■ PROMPT ■
Write out the records once more, exactly as given.

■ Stored data entries ■
*** Block opens ***

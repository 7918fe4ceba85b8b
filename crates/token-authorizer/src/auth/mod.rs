//! Bearer token verification.
//!
//! - `jwks` - key set resolver (HTTP)
//! - `cache` - key set caching with single-flight refresh
//! - `jwt` - token verifier
//! - `claims` - verified header and claim set
//! - `principal` - principal mapping

pub mod cache;
pub mod claims;
pub mod jwks;
pub mod jwt;
pub mod principal;

pub use cache::CachingKeySetSource;
pub use claims::{Claims, ParsedToken, TokenHeader};
pub use jwks::{HttpKeySetSource, Jwk, KeySet, KeySetSource};
pub use jwt::{TokenVerifier, VerificationPolicy};
pub use principal::{map_principal, PrincipalId};
//! Mock JWKS server for tests
//!
//! Wraps a wiremock server that publishes a key set at
//! `/.well-known/jwks.json`, or any canned response a test needs.

use serde_json::Value;
use wiremock::matchers::{method, path};
use wiremock::{Mock, MockServer, ResponseTemplate};

use crate::crypto_fixtures::TestSigningKey;

/// Path the key set is published under.
pub const JWKS_PATH: &str = "/.well-known/jwks.json";

/// A wiremock server standing in for an identity provider's key endpoint.
pub struct MockJwksServer {
    server: MockServer,
}

impl MockJwksServer {
    /// Start a server with nothing mounted (every request gets a 404).
    pub async fn start() -> Self {
        Self {
            server: MockServer::start().await,
        }
    }

    /// Start a server publishing `keys`.
    pub async fn serving(keys: &[&TestSigningKey]) -> Self {
        let server = Self::start().await;
        server.publish(keys).await;
        server
    }

    /// Publish `keys` at [`JWKS_PATH`].
    pub async fn publish(&self, keys: &[&TestSigningKey]) {
        self.respond_with(ResponseTemplate::new(200).set_body_json(TestSigningKey::jwks_json(keys)))
            .await;
    }

    /// Publish a raw JSON document at [`JWKS_PATH`].
    pub async fn publish_json(&self, body: Value) {
        self.respond_with(ResponseTemplate::new(200).set_body_json(body))
            .await;
    }

    /// Answer [`JWKS_PATH`] with an arbitrary response.
    pub async fn respond_with(&self, response: ResponseTemplate) {
        Mock::given(method("GET"))
            .and(path(JWKS_PATH))
            .respond_with(response)
            .mount(&self.server)
            .await;
    }

    /// Drop all mounted responses and recorded requests.
    ///
    /// Use before publishing a new key set to simulate rotation.
    pub async fn reset(&self) {
        self.server.reset().await;
    }

    /// Full URL of the key set endpoint.
    pub fn jwks_url(&self) -> String {
        format!("{}{}", self.server.uri(), JWKS_PATH)
    }

    /// Number of requests received since start or the last reset.
    pub async fn request_count(&self) -> usize {
        self.server
            .received_requests()
            .await
            .map(|requests| requests.len())
            .unwrap_or(0)
    }

    /// Underlying wiremock server, for custom expectations.
    pub fn server(&self) -> &MockServer {
        &self.server
    }
}
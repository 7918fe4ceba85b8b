//! Token Authorizer Library
//!
//! Verifies bearer tokens issued by an external identity provider and derives
//! the principal identifier `"{username}|{client_id}"` from the verified
//! claims, for use by a request authorization layer.
//!
//! # Pipeline
//!
//! ```text
//! validator -> auth/jwt.rs -> auth/cache.rs -> auth/jwks.rs
//!                          -> auth/principal.rs
//! ```
//!
//! # Modules
//!
//! - `auth` - key set resolution, token verification, principal mapping
//! - `config` - validator configuration from environment
//! - `errors` - classified validation errors
//! - `observability` - metrics definitions
//! - `validator` - the validation facade

pub mod auth;
pub mod config;
pub mod errors;
pub mod observability;
pub mod validator;

pub use auth::principal::PrincipalId;
pub use config::{ConfigError, ValidatorConfig};
pub use errors::{Rejection, ValidationError, ValidationStep};
pub use validator::{validate, TokenValidator};
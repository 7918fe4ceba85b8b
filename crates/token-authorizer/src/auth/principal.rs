//! Principal mapping.
//!
//! A verified token is reduced to a single principal identifier,
//! `"{username}|{client_id}"`, which downstream authorization keys on.

use crate::auth::claims::{Claims, ParsedToken};
use std::fmt;

/// Separator between the username and client ID.
pub const PRINCIPAL_SEPARATOR: char = '|';

/// Principal identifier derived from a verified token.
///
/// Missing claims map to empty components, so a token without a username
/// yields `"|{client_id}"`.
#[derive(Debug, Clone, PartialEq, Eq, Hash)]
pub struct PrincipalId(String);

impl PrincipalId {
    /// Build an identifier from its two components.
    pub fn new(username: &str, client_id: &str) -> Self {
        Self(format!("{username}{PRINCIPAL_SEPARATOR}{client_id}"))
    }

    pub fn as_str(&self) -> &str {
        &self.0
    }

    pub fn into_string(self) -> String {
        self.0
    }
}

impl fmt::Display for PrincipalId {
    fn fmt(&self, f: &mut fmt::Formatter<'_>) -> fmt::Result {
        f.write_str(&self.0)
    }
}

impl From<&Claims> for PrincipalId {
    fn from(claims: &Claims) -> Self {
        Self::new(&claims.username, &claims.client_id)
    }
}

impl From<PrincipalId> for String {
    fn from(principal: PrincipalId) -> Self {
        principal.0
    }
}

/// Map a verified token to its principal. Never fails.
pub fn map_principal(token: &ParsedToken) -> PrincipalId {
    PrincipalId::from(&token.claims)
}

*** Block closes ***

■ COMPLETED EXERCISE ■
repository 7918fe4ceba85b8b
filename crates/token-authorizer/src/auth/mod.rs
//! Bearer token verification.
//!
//! - `jwks` - key set resolver (HTTP)
//! - `cache` - key set caching with single-flight refresh
//! - `jwt` - token verifier
//! - `claims` - verified header and claim set
//! - `principal` - principal mapping

pub mod cache;
pub mod claims;
pub mod jwks;
pub mod jwt;
pub mod principal;

pub use cache::CachingKeySetSource;
pub use claims::{Claims, ParsedToken, TokenHeader};
pub use jwks::{HttpKeySetSource, Jwk, KeySet, KeySetSource};
pub use jwt::{TokenVerifier, VerificationPolicy};
pub use principal::{map_principal, PrincipalId};
//! Mock JWKS server for tests
//!
//! Wraps a wiremock server that publishes a key set at
//! `/.well-known/jwks.json`, or any canned response a test needs.

use serde_json::Value;
use wiremock::matchers::{method, path};
use wiremock::{Mock, MockServer, ResponseTemplate};

use crate::crypto_fixtures::TestSigningKey;

/// Path the key set is published under.
pub const JWKS_PATH: &str = "/.well-known/jwks.json";

/// A wiremock server standing in for an identity provider's key endpoint.
pub struct MockJwksServer {
    server: MockServer,
}

impl MockJwksServer {
    /// Start a server with nothing mounted (every request gets a 404).
    pub async fn start() -> Self {
        Self {
            server: MockServer::start().await,
        }
    }

    /// Start a server publishing `keys`.
    pub async fn serving(keys: &[&TestSigningKey]) -> Self {
        let server = Self::start().await;
        server.publish(keys).await;
        server
    }

    /// Publish `keys` at [`JWKS_PATH`].
    pub async fn publish(&self, keys: &[&TestSigningKey]) {
        self.respond_with(ResponseTemplate::new(200).set_body_json(TestSigningKey::jwks_json(keys)))
            .await;
    }

    /// Publish a raw JSON document at [`JWKS_PATH`].
    pub async fn publish_json(&self, body: Value) {
        self.respond_with(ResponseTemplate::new(200).set_body_json(body))
            .await;
    }

    /// Answer [`JWKS_PATH`] with an arbitrary response.
    pub async fn respond_with(&self, response: ResponseTemplate) {
        Mock::given(method("GET"))
            .and(path(JWKS_PATH))
            .respond_with(response)
            .mount(&self.server)
            .await;
    }

    /// Drop all mounted responses and recorded requests.
    ///
    /// Use before publishing a new key set to simulate rotation.
    pub async fn reset(&self) {
        self.server.reset().await;
    }

    /// Full URL of the key set endpoint.
    pub fn jwks_url(&self) -> String {
        format!("{}{}", self.server.uri(), JWKS_PATH)
    }

    /// Number of requests received since start or the last reset.
    pub async fn request_count(&self) -> usize {
        self.server
            .received_requests()
            .await
            .map(|requests| requests.len())
            .unwrap_or(0)
    }

    /// Underlying wiremock server, for custom expectations.
    pub fn server(&self) -> &MockServer {
        &self.server
    }
}
repository 7918fe4ceba85b8b
//! Token Authorizer Library
//!
//! Verifies bearer tokens issued by an external identity provider and derives
//! the principal identifier `"{username}|{client_id}"` from the verified
//! claims, for use by a request authorization layer.
//!
//! # Pipeline
//!
//! ```text
//! validator -> auth/jwt.rs -> auth/cache.rs -> auth/jwks.rs
//!                          -> auth/principal.rs
//! ```
//!
//! # Modules
//!
//! - `auth` - key set resolution, token verification, principal mapping
//! - `config` - validator configuration from environment
//! - `errors` - classified validation errors
//! - `observability` - metrics definitions
//! - `validator` - the validation facade

pub mod auth;
pub mod config;
pub mod errors;
pub mod observability;
pub mod validator;

pub use auth::principal::PrincipalId;
pub use config::{ConfigError, ValidatorConfig};
pub use errors::{Rejection, ValidationError, ValidationStep};
pub use validator::{validate, TokenValidator};
repository 7918fe4ceba85b8b
filename crates/token-authorizer/src/auth/principal.rs
//! Principal mapping.
//!
//! A verified token is reduced to a single principal identifier,
//! `"{username}|{client_id}"`, which downstream authorization keys on.

use crate::auth::claims::{Claims, ParsedToken};
use std::fmt;

/// Separator between the username and client ID.
pub const PRINCIPAL_SEPARATOR: char = '|';

/// Principal identifier derived from a verified token.
///
/// Missing claims map to empty components, so a token without a username
/// yields `"|{client_id}"`.
#[derive(Debug, Clone, PartialEq, Eq, Hash)]
pub struct PrincipalId(String);

impl PrincipalId {
    /// Build an identifier from its two components.
    pub fn new(username: &str, client_id: &str) -> Self {
        Self(format!("{username}{PRINCIPAL_SEPARATOR}{client_id}"))
    }

    pub fn as_str(&self) -> &str {
        &self.0
    }

    pub fn into_string(self) -> String {
        self.0
    }
}

impl fmt::Display for PrincipalId {
    fn fmt(&self, f: &mut fmt::Formatter<'_>) -> fmt::Result {
        f.write_str(&self.0)
    }
}

impl From<&Claims> for PrincipalId {
    fn from(claims: &Claims) -> Self {
        Self::new(&claims.username, &claims.client_id)
    }
}

impl From<PrincipalId> for String {
    fn from(principal: PrincipalId) -> Self {
        principal.0
    }
}

/// Map a verified token to its principal. Never fails.
pub fn map_principal(token: &ParsedToken) -> PrincipalId {
    PrincipalId::from(&token.claims)
}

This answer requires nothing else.